Amazon has introduced a new photo printing service, triggering the worst single-day decline in more than eight years for shares of Shutterfly.
The new AmazonPrints service offers printed photos starting at 9 cents each and photo books starting at $20. Cards and calendars will be additional options coming soon, according to the company's website.
Amazon's news in advance of the fourth quarter, when Shutterfly makes about half of its revenue from customers printing holiday cards and calendars, "couldn't come at a worse time" for Shutterfly, said Victor Anthony, an analyst at Axiom Capital Management who follows both companies.
Shutterfly didn't immediately respond to requests for comment.

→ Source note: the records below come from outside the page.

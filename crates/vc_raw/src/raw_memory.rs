use alloc::alloc as malloc;
use core::fmt;
use core::marker::PhantomData;
use core::mem;
use core::panic::{RefUnwindSafe, UnwindSafe};
use core::ptr::NonNull;

use crate::{AllocError, array_layout, array_layout_unchecked};

// -----------------------------------------------------------------------------
// RawMemory

/// An owned, uninitialized block sized for exactly `capacity` values of `T`.
///
/// `RawMemory` only acquires and releases memory. Whether a slot holds a live
/// value is tracked by the owner, which must drop every value it placed in the
/// block before the block is released.
///
/// The empty state (capacity `0`) owns no allocation and its address is a
/// dangling, well-aligned pointer. Zero-sized types never allocate either,
/// but the requested capacity is still recorded.
///
/// Ownership moves like any Rust value; [`take`](Self::take) moves the block
/// out and leaves the empty state behind. Blocks cannot be cloned.
///
/// # Examples
///
/// ```
/// use vc_raw::RawMemory;
///
/// let mut block = RawMemory::<String>::with_capacity(2);
/// assert_eq!(block.capacity(), 2);
///
/// unsafe {
///     block.offset_mut(0).write(String::from("vc"));
///     assert_eq!(block.get(0), "vc");
///
///     // The block never drops values, so the owner does.
///     block.offset_mut(0).drop_in_place();
/// }
/// ```
pub struct RawMemory<T> {
    data: NonNull<T>,
    capacity: usize,
    _marker: PhantomData<T>,
}

// SAFETY: `RawMemory` uniquely owns its block, like `Box<[MaybeUninit<T>]>`.
unsafe impl<T: Send> Send for RawMemory<T> {}
// SAFETY: Shared access only hands out `&T` or raw pointers.
unsafe impl<T: Sync> Sync for RawMemory<T> {}
impl<T: UnwindSafe> UnwindSafe for RawMemory<T> {}
impl<T: RefUnwindSafe> RefUnwindSafe for RawMemory<T> {}

impl<T> Drop for RawMemory<T> {
    fn drop(&mut self) {
        if self.is_allocated() {
            // SAFETY: the block was allocated with this exact layout,
            // which was validated by `array_layout` at that time.
            unsafe {
                let layout = array_layout_unchecked::<T>(self.capacity);
                malloc::dealloc(self.data.as_ptr().cast(), layout);
            }
        }
    }
}

impl<T> Default for RawMemory<T> {
    #[inline(always)]
    fn default() -> Self {
        Self::new()
    }
}

impl<T> RawMemory<T> {
    /// Returns `true` if values of `T` occupy no memory.
    #[inline(always)]
    const fn is_zst() -> bool {
        size_of::<T>() == 0
    }

    /// Creates the empty block without allocating.
    #[inline(always)]
    pub const fn new() -> Self {
        Self {
            data: NonNull::dangling(),
            capacity: 0,
            _marker: PhantomData,
        }
    }

    /// Allocates an uninitialized block for `capacity` values.
    ///
    /// # Panics
    /// Panics on capacity overflow. Allocator exhaustion is reported through
    /// [`handle_alloc_error`](alloc::alloc::handle_alloc_error).
    #[inline]
    pub fn with_capacity(capacity: usize) -> Self {
        match Self::try_with_capacity(capacity) {
            Ok(block) => block,
            Err(e) => e.handle_error(),
        }
    }

    /// Allocates an uninitialized block for `capacity` values.
    ///
    /// Returns an error instead of diverging, no partial block is ever returned.
    ///
    /// # Examples
    ///
    /// ```
    /// use vc_raw::{AllocError, RawMemory};
    ///
    /// let block = RawMemory::<u64>::try_with_capacity(8).unwrap();
    /// assert_eq!(block.capacity(), 8);
    ///
    /// let err = RawMemory::<u64>::try_with_capacity(usize::MAX).unwrap_err();
    /// assert!(matches!(err, AllocError::CapacityOverflow { .. }));
    /// ```
    pub fn try_with_capacity(capacity: usize) -> Result<Self, AllocError> {
        if capacity == 0 {
            return Ok(Self::new());
        }
        if Self::is_zst() {
            return Ok(Self {
                data: NonNull::dangling(),
                capacity,
                _marker: PhantomData,
            });
        }

        let layout = array_layout::<T>(capacity)?;
        // SAFETY: `layout` has a non-zero size, `T` is not a ZST and `capacity > 0`.
        let ptr = unsafe { malloc::alloc(layout) };

        match NonNull::new(ptr) {
            Some(data) => Ok(Self {
                data: data.cast(),
                capacity,
                _marker: PhantomData,
            }),
            None => Err(AllocError::out_of_memory(layout)),
        }
    }

    /// Returns the number of slots in the block.
    #[inline(always)]
    pub const fn capacity(&self) -> usize {
        self.capacity
    }

    /// Returns `true` if this block owns an allocation.
    #[inline(always)]
    pub const fn is_allocated(&self) -> bool {
        self.capacity != 0 && !Self::is_zst()
    }

    /// Returns the address of the first slot.
    ///
    /// The pointer is dangling for the empty state.
    #[inline(always)]
    pub const fn as_ptr(&self) -> *const T {
        self.data.as_ptr()
    }

    /// Returns the mutable address of the first slot.
    ///
    /// The pointer is dangling for the empty state.
    #[inline(always)]
    pub const fn as_mut_ptr(&mut self) -> *mut T {
        self.data.as_ptr()
    }

    /// Returns a pointer to the slot at `offset`.
    ///
    /// `offset == capacity` yields the end-of-block pointer, which must not
    /// be dereferenced.
    ///
    /// # Safety
    /// - `offset` must be within `0..=capacity`
    #[cfg_attr(any(debug_assertions, feature = "debug"), track_caller)]
    #[inline(always)]
    pub unsafe fn offset(&self, offset: usize) -> *const T {
        #[cfg(any(debug_assertions, feature = "debug"))]
        assert!(
            offset <= self.capacity,
            "offset {offset} is past the end of a block of {} slots",
            self.capacity,
        );

        // SAFETY: `offset <= capacity` stays inside or one past the block.
        unsafe { self.data.as_ptr().add(offset) }
    }

    /// Returns a mutable pointer to the slot at `offset`.
    ///
    /// # Safety
    /// - `offset` must be within `0..=capacity`
    #[cfg_attr(any(debug_assertions, feature = "debug"), track_caller)]
    #[inline(always)]
    pub unsafe fn offset_mut(&mut self, offset: usize) -> *mut T {
        #[cfg(any(debug_assertions, feature = "debug"))]
        assert!(
            offset <= self.capacity,
            "offset {offset} is past the end of a block of {} slots",
            self.capacity,
        );

        // SAFETY: `offset <= capacity` stays inside or one past the block.
        unsafe { self.data.as_ptr().add(offset) }
    }

    /// Returns a shared reference to the value at `index`.
    ///
    /// # Safety
    /// - `index` must be within `0..capacity`
    /// - The slot at `index` must hold a live value
    #[cfg_attr(any(debug_assertions, feature = "debug"), track_caller)]
    #[inline(always)]
    pub unsafe fn get(&self, index: usize) -> &T {
        #[cfg(any(debug_assertions, feature = "debug"))]
        assert!(
            index < self.capacity,
            "index {index} is out of bounds of a block of {} slots",
            self.capacity,
        );

        unsafe { &*self.data.as_ptr().add(index) }
    }

    /// Returns a mutable reference to the value at `index`.
    ///
    /// # Safety
    /// - `index` must be within `0..capacity`
    /// - The slot at `index` must hold a live value
    #[cfg_attr(any(debug_assertions, feature = "debug"), track_caller)]
    #[inline(always)]
    pub unsafe fn get_mut(&mut self, index: usize) -> &mut T {
        #[cfg(any(debug_assertions, feature = "debug"))]
        assert!(
            index < self.capacity,
            "index {index} is out of bounds of a block of {} slots",
            self.capacity,
        );

        unsafe { &mut *self.data.as_ptr().add(index) }
    }

    /// Exchanges the blocks owned by `self` and `other`.
    ///
    /// Constant time, never allocates.
    #[inline(always)]
    pub const fn swap(&mut self, other: &mut Self) {
        mem::swap(self, other);
    }

    /// Moves the block out, leaving the empty state in `self`.
    #[inline(always)]
    pub const fn take(&mut self) -> Self {
        mem::replace(self, Self::new())
    }
}

impl<T> fmt::Debug for RawMemory<T> {
    fn fmt(&self, f: &mut fmt::Formatter<'_>) -> fmt::Result {
        f.debug_struct("RawMemory")
            .field("data", &self.data)
            .field("capacity", &self.capacity)
            .finish()
    }
}

// -----------------------------------------------------------------------------
// Tests

#[cfg(test)]
mod tests {
    use super::RawMemory;
    use crate::AllocError;

    #[test]
    fn is_sync_send() {
        use core::panic::{RefUnwindSafe, UnwindSafe};

        fn is_send<T: Send>() {}
        fn is_sync<T: Sync>() {}
        fn is_unwindsafe<T: UnwindSafe>() {}
        fn is_refunwindsafe<T: RefUnwindSafe>() {}

        is_send::<RawMemory<i32>>();
        is_sync::<RawMemory<i32>>();
        is_unwindsafe::<RawMemory<i32>>();
        is_refunwindsafe::<RawMemory<i32>>();
    }

    #[test]
    fn empty() {
        let block = RawMemory::<u32>::new();
        assert_eq!(block.capacity(), 0);
        assert!(!block.is_allocated());
        assert_eq!(block.as_ptr(), core::ptr::NonNull::<u32>::dangling().as_ptr());

        let block = RawMemory::<u32>::with_capacity(0);
        assert_eq!(block.capacity(), 0);
        assert!(!block.is_allocated());
    }

    #[test]
    fn allocate_and_access() {
        let mut block = RawMemory::<u64>::with_capacity(4);
        assert_eq!(block.capacity(), 4);
        assert!(block.is_allocated());
        assert_eq!(block.as_ptr() as usize % align_of::<u64>(), 0);

        unsafe {
            for i in 0..4 {
                block.offset_mut(i).write(i as u64 * 10);
            }
            assert_eq!(*block.get(2), 20);
            *block.get_mut(3) += 1;
            assert_eq!(*block.get(3), 31);
            assert_eq!(block.offset(4), block.as_ptr().add(4));
        }
    }

    #[test]
    fn zero_sized() {
        let mut block = RawMemory::<()>::with_capacity(16);
        assert_eq!(block.capacity(), 16);
        assert!(!block.is_allocated());
        unsafe {
            block.offset_mut(15).write(());
            let () = *block.get(15);
        }
    }

    #[test]
    fn overflow() {
        let err = RawMemory::<u32>::try_with_capacity(usize::MAX).unwrap_err();
        assert_eq!(
            err,
            AllocError::CapacityOverflow {
                capacity: usize::MAX,
                elem_size: 4,
            }
        );

        let err = RawMemory::<u8>::try_with_capacity(isize::MAX as usize + 1).unwrap_err();
        assert!(matches!(err, AllocError::CapacityOverflow { .. }));
    }

    #[test]
    fn swap_and_take() {
        let mut a = RawMemory::<u8>::with_capacity(3);
        let mut b = RawMemory::<u8>::new();
        let addr = a.as_ptr();

        a.swap(&mut b);
        assert_eq!(a.capacity(), 0);
        assert_eq!(b.capacity(), 3);
        assert_eq!(b.as_ptr(), addr);

        let c = b.take();
        assert_eq!(b.capacity(), 0);
        assert!(!b.is_allocated());
        assert_eq!(c.capacity(), 3);
        assert_eq!(c.as_ptr(), addr);
    }

    #[test]
    fn never_drops_values() {
        use alloc::rc::Rc;

        let shared = Rc::new(5);
        let mut block = RawMemory::<Rc<i32>>::with_capacity(2);
        unsafe {
            block.offset_mut(0).write(Rc::clone(&shared));
        }
        assert_eq!(Rc::strong_count(&shared), 2);

        // Releasing the block leaks the value instead of dropping it.
        drop(block);
        assert_eq!(Rc::strong_count(&shared), 2);
    }

    #[test]
    #[cfg(debug_assertions)]
    #[should_panic(expected = "past the end")]
    fn offset_past_end() {
        let block = RawMemory::<u8>::with_capacity(2);
        let _ = unsafe { block.offset(3) };
    }

    #[test]
    #[cfg(debug_assertions)]
    #[should_panic(expected = "out of bounds")]
    fn index_at_end() {
        let mut block = RawMemory::<u8>::with_capacity(2);
        unsafe {
            block.offset_mut(0).write(1);
            block.offset_mut(1).write(2);
            let _ = block.get(2);
        }
    }
}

Free photo storage is a feature of Amazon Prime membership, the online retailer's $99 a year subscription, which also includes delivery discounts and video and music streaming. The printing service provides Amazon a way to generate revenue from storing customer's digital pictures.
U.S. consumers will spend $2 billion this year on online photo printing services, which will continue to grow with the rise of photo sharing on social media, according to IBISWorld.
Shutterfly will generate 2016 revenue of $1.15 billion providing photo printing and related services, according to analyst estimates compiled by Bloomberg. Shares plunged 12% to $44.20 at the close Wednesday in New York, the biggest single-day fall for the Redwood City, California-based company since February 2008. Amazon's stock gained 1.2% to $789.74.
Shutterfly in March hired Chief Executive Officer Christopher North from Amazon, where he spent a decade expanding the company's business in the U.K. He began as CEO on May 31.
Shutterfly's stock drop was an "overreaction" to the Amazon news, according to a note from Colin Sebastian and Ben Gaither, analysts at Robert W. Baird & Co.
"Most Prime customers go to Amazon for the convenient and expedient shopping experience, whereas photobook curation tends to be a more time-consuming, customized transaction," the pair wrote in the note.